▶ [Task details] Wherever a line of the data contains "height", copy that line.

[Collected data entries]
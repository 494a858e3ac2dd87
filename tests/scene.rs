use rand::SeedableRng;
use rand_chacha::ChaCha8Rng;
use std::path::PathBuf;
use std::sync::{Arc, Mutex};

use raypath::camera::Camera;
use raypath::color::RGB;
use raypath::image::Framebuffer;
use raypath::light::PointLight;
use raypath::material::Material;
use raypath::mesh::Mesh;
use raypath::render::{RenderConfig, RenderJob};
use raypath::scene::{Scene, Shading, TraceParams};
use raypath::shapes;
use raypath::vec3::{Point, Vec3};
use raypath::{ProgressFunc, Ray, RenderStats};

fn triangle_mesh(material: Material) -> Mesh {
    let mat = Arc::new(material);
    let mut mesh = Mesh::new();
    let a = mesh.add_vertex(Point::zero());
    let b = mesh.add_vertex(Point::new(1.0, 0.0, 0.0));
    let c = mesh.add_vertex(Point::new(0.0, 1.0, 0.0));
    mesh.add_triangle(a, b, c, &mat);
    mesh
}

fn params(max_depth: u32, samples: u32, shading: Shading) -> TraceParams {
    TraceParams { max_depth, samples, shading }
}

fn primary() -> Ray {
    Ray::new(Point::new(0.25, 0.25, 1.0), Vec3::new(0.0, 0.0, -1.0))
}

#[test]
fn exhausted_depth_budget_returns_black_on_a_plain_hit() {
    let mut scene = Scene::new();
    scene.add(triangle_mesh(Material::diffuse(RGB::new(1.0, 1.0, 1.0))));
    let mut stats = RenderStats::default();
    let mut rng = ChaCha8Rng::seed_from_u64(1);
    let c = scene.send_ray(&mut stats, &mut rng, &primary(), 0, &params(0, 8, Shading::Global));
    assert_eq!(c, RGB::zero());
}

#[test]
fn emissive_hit_returns_the_emission() {
    let mut scene = Scene::new();
    scene.add(triangle_mesh(Material::emissive(RGB::new(1.0, 2.0, 3.0))));
    let mut stats = RenderStats::default();
    let mut rng = ChaCha8Rng::seed_from_u64(1);
    let c = scene.send_ray(&mut stats, &mut rng, &primary(), 0, &params(0, 8, Shading::Global));
    assert_eq!(c, RGB::new(1.0, 2.0, 3.0));
}

#[test]
fn primary_miss_is_a_black_absorber() {
    let mut scene = Scene::new();
    scene.add(triangle_mesh(Material::emissive(RGB::new(1.0, 1.0, 1.0))));
    let away = Ray::new(Point::new(0.25, 0.25, 1.0), Vec3::new(0.0, 0.0, 1.0));
    let mut stats = RenderStats::default();
    let mut rng = ChaCha8Rng::seed_from_u64(1);
    let c = scene.send_ray(&mut stats, &mut rng, &away, 0, &params(5, 8, Shading::Global));
    assert_eq!(c, RGB::zero());
}

#[test]
fn facing_mirrors_with_zero_samples_stay_black() {
    let mirror = Material::specular(RGB::new(1.0, 1.0, 1.0), 1000.0);
    let mut scene = Scene::new();
    scene.add(triangle_mesh(mirror.clone()));
    let mut upper = triangle_mesh(mirror);
    upper.translate(Vec3::new(0.0, 0.0, 1.0));
    scene.add(upper);

    let between = Ray::new(Point::new(0.25, 0.25, 0.75), Vec3::new(0.0, 0.0, -1.0));
    let mut stats = RenderStats::default();
    let mut rng = ChaCha8Rng::seed_from_u64(1);
    let c = scene.send_ray(&mut stats, &mut rng, &between, 0, &params(5, 0, Shading::Global));
    assert_eq!(c, RGB::zero());
}

#[test]
fn direct_lighting_matches_the_lambert_term() {
    let mut scene = Scene::new();
    scene.add(triangle_mesh(Material::diffuse(RGB::new(1.0, 1.0, 1.0))));
    // light straight above the hit point, nothing occluding
    scene.add_light(PointLight::new(Point::new(0.25, 0.25, 2.0), RGB::new(1.0, 1.0, 1.0)));

    let mut stats = RenderStats::default();
    let mut rng = ChaCha8Rng::seed_from_u64(1);
    let c = scene.send_ray(&mut stats, &mut rng, &primary(), 0, &params(1, 0, Shading::Direct));

    // I * kd * max(0, n.l) / d with cos = 1 and d = 2
    assert!((c.r - 0.5).abs() < 1e-4);
    assert!((c.g - 0.5).abs() < 1e-4);
    assert!((c.b - 0.5).abs() < 1e-4);
}

#[test]
fn direct_lighting_respects_shadows() {
    let mut scene = Scene::new();
    scene.add(triangle_mesh(Material::diffuse(RGB::new(1.0, 1.0, 1.0))));
    // opaque blocker between the surface and the light
    let mut blocker = triangle_mesh(Material::diffuse(RGB::new(1.0, 1.0, 1.0)));
    blocker.translate(Vec3::new(0.0, 0.0, 1.5));
    scene.add(blocker);
    scene.add_light(PointLight::new(Point::new(0.25, 0.25, 2.0), RGB::new(1.0, 1.0, 1.0)));

    let mut stats = RenderStats::default();
    let mut rng = ChaCha8Rng::seed_from_u64(1);
    let start = Ray::new(Point::new(0.25, 0.25, 0.5), Vec3::new(0.0, 0.0, -1.0));
    let c = scene.send_ray(&mut stats, &mut rng, &start, 0, &params(1, 0, Shading::Direct));
    assert_eq!(c, RGB::zero());
}

#[test]
fn camera_basis_is_right_handed_and_orthonormal() {
    let camera = Camera::new(Point::new(-4.0, 0.0, 0.0), Point::zero(), 0.3, 1.0, 1.0);
    let f = camera.front();
    let r = camera.right();
    let d = camera.down();
    assert!((f.norm() - 1.0).abs() < 1e-5);
    assert!((r.norm() - 1.0).abs() < 1e-5);
    assert!((d.norm() - 1.0).abs() < 1e-5);
    assert!(f.dot(r).abs() < 1e-5);
    assert!(f.dot(d).abs() < 1e-5);
    assert!(r.dot(d).abs() < 1e-5);
    assert!((f.cross(r) - d).norm() < 1e-5);

    // the center of the projection plane lies straight ahead
    let center = camera.get_ray(0.5, 0.5);
    assert!((center.dir - Vec3::unit_x()).norm() < 1e-5);
    assert_eq!(center.orig, camera.position);
}

#[test]
fn camera_mutation_recomputes_the_projection() {
    let mut camera = Camera::new(Point::new(-4.0, 0.0, 0.0), Point::zero(), 0.3, 1.0, 1.0);
    camera.set_target(Point::new(-4.0, 5.0, 0.0));
    assert!((camera.front() - Vec3::unit_y()).norm() < 1e-5);

    camera.set_plane(2.0, 1.0, 1.0);
    let center = camera.get_ray(0.5, 0.5);
    assert!((center.dir - Vec3::unit_y()).norm() < 1e-5);

    camera.set_position(Point::new(-4.0, -1.0, 0.0));
    assert!((camera.front() - Vec3::unit_y()).norm() < 1e-5);
}

fn cornell_scene() -> Scene {
    let wall = Arc::new(Material::diffuse(RGB::new(0.8, 0.8, 0.8)));
    let lamp = Arc::new(Material::emissive(RGB::new(5.0, 5.0, 5.0)));
    let mut scene = Scene::new();

    let mut walls = shapes::cornell([&wall; 6]);
    walls.scale(10.0);
    scene.add(walls);

    let mut cube = shapes::cube(&lamp);
    cube.translate(Vec3::new(2.0, 0.0, 0.0));
    scene.add(cube);

    scene.set_camera(Camera::new(Point::new(-4.0, 0.0, 0.0), Point::zero(), 0.3, 1.0, 1.0));
    scene
}

fn test_cfg(res: u32, max_depth: u32, samples: u32, subpixel: u32, seed: u64) -> RenderConfig {
    RenderConfig {
        scene_file: PathBuf::new(),
        res_x: res,
        res_y: res,
        max_depth,
        samples,
        subpixel,
        use_gamma: false,
        shading: Shading::Global,
        seed,
    }
}

#[test]
fn renders_are_bitwise_deterministic_for_a_fixed_seed() {
    let mut job1 = RenderJob::new(cornell_scene(), test_cfg(8, 1, 2, 1, 7));
    let mut job2 = RenderJob::new(cornell_scene(), test_cfg(8, 1, 2, 1, 7));
    job1.render_scene();
    job2.render_scene();

    let img1 = job1.image();
    let img2 = job2.image();
    let img1 = img1.lock().unwrap();
    let img2 = img2.lock().unwrap();
    for y in 0..8 {
        for x in 0..8 {
            assert_eq!(img1.pixel(x, y), img2.pixel(x, y));
        }
    }
}

#[test]
fn passes_average_the_subpixel_samples() {
    let res = 4;
    let k = 2;
    let mut job = RenderJob::new(cornell_scene(), test_cfg(res, 0, 0, k, 0));
    job.render_scene();
    let img = job.image();
    let img = img.lock().unwrap();

    // with no depth budget the shader is sample-free, so the expected
    // pixel is the plain average over the subpixel offsets
    let scene = cornell_scene();
    let p = params(0, 0, Shading::Global);
    let step = 1.0 / k as f32;
    for y in 0..res {
        for x in 0..res {
            let mut sum = RGB::zero();
            for i in 0..k {
                for j in 0..k {
                    let xp = -0.5 + i as f32 * step;
                    let yp = -0.5 + j as f32 * step;
                    let ray = scene.camera().get_ray(
                        (x as f32 + xp) / res as f32,
                        (y as f32 + yp) / res as f32,
                    );
                    let mut stats = RenderStats::default();
                    let mut rng = ChaCha8Rng::seed_from_u64(0);
                    sum += scene.send_ray(&mut stats, &mut rng, &ray, 0, &p);
                }
            }
            assert_eq!(img.pixel(x, y), sum / (k * k) as f32);
        }
    }
}

struct CountingSink {
    width: u32,
    height: u32,
    plots: u64,
    updates: u64,
}

impl Framebuffer for CountingSink {
    fn width(&self) -> u32 {
        self.width
    }
    fn height(&self) -> u32 {
        self.height
    }
    fn plot(&mut self, _x: u32, _y: u32, _c: RGB) {
        self.plots += 1;
    }
    fn update(&mut self) {
        self.updates += 1;
    }
}

#[test]
fn sink_is_updated_per_row_and_per_pass() {
    let res = 4;
    let k = 2;
    let mut job = RenderJob::new(cornell_scene(), test_cfg(res, 0, 0, k, 0));
    let sink = Arc::new(Mutex::new(CountingSink {
        width: res,
        height: res,
        plots: 0,
        updates: 0,
    }));
    job.set_sink(sink.clone());

    let rows = Arc::new(Mutex::new(0u64));
    let rows_seen = rows.clone();
    job.set_progress(ProgressFunc {
        func: Box::new(move |_| *rows_seen.lock().unwrap() += 1),
    });

    job.render_scene();

    let sink = sink.lock().unwrap();
    let passes = (k * k) as u64;
    assert_eq!(sink.plots, (res * res) as u64 * passes);
    assert_eq!(sink.updates, (res as u64 + 1) * passes);
    assert_eq!(*rows.lock().unwrap(), res as u64 * passes);
}

#[test]
fn shading_mode_parses_from_the_command_line_form() {
    assert_eq!("global".parse::<Shading>().unwrap(), Shading::Global);
    assert_eq!("direct".parse::<Shading>().unwrap(), Shading::Direct);
    assert!("phong".parse::<Shading>().is_err());
}

#[test]
fn cornell_smoke_produces_a_finite_lit_image() {
    let res = 16;
    let mut job = RenderJob::new(cornell_scene(), test_cfg(res, 1, 4, 1, 3));
    job.render_scene();

    assert_eq!(job.stats().num_rays_primary, (res * res) as u64);

    let img = job.image();
    let img = img.lock().unwrap();
    let mut lit = 0;
    for y in 0..res {
        for x in 0..res {
            let c = img.pixel(x, y);
            assert!(c.is_finite());
            assert!(c.r >= 0.0 && c.g >= 0.0 && c.b >= 0.0);
            if c.r > 0.0 {
                lit += 1;
            }
        }
    }
    assert!(lit > 0);
}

▶ [Exercise answer]
    height: u32,
    fn height(&self) -> u32 {
        self.height
        height: res,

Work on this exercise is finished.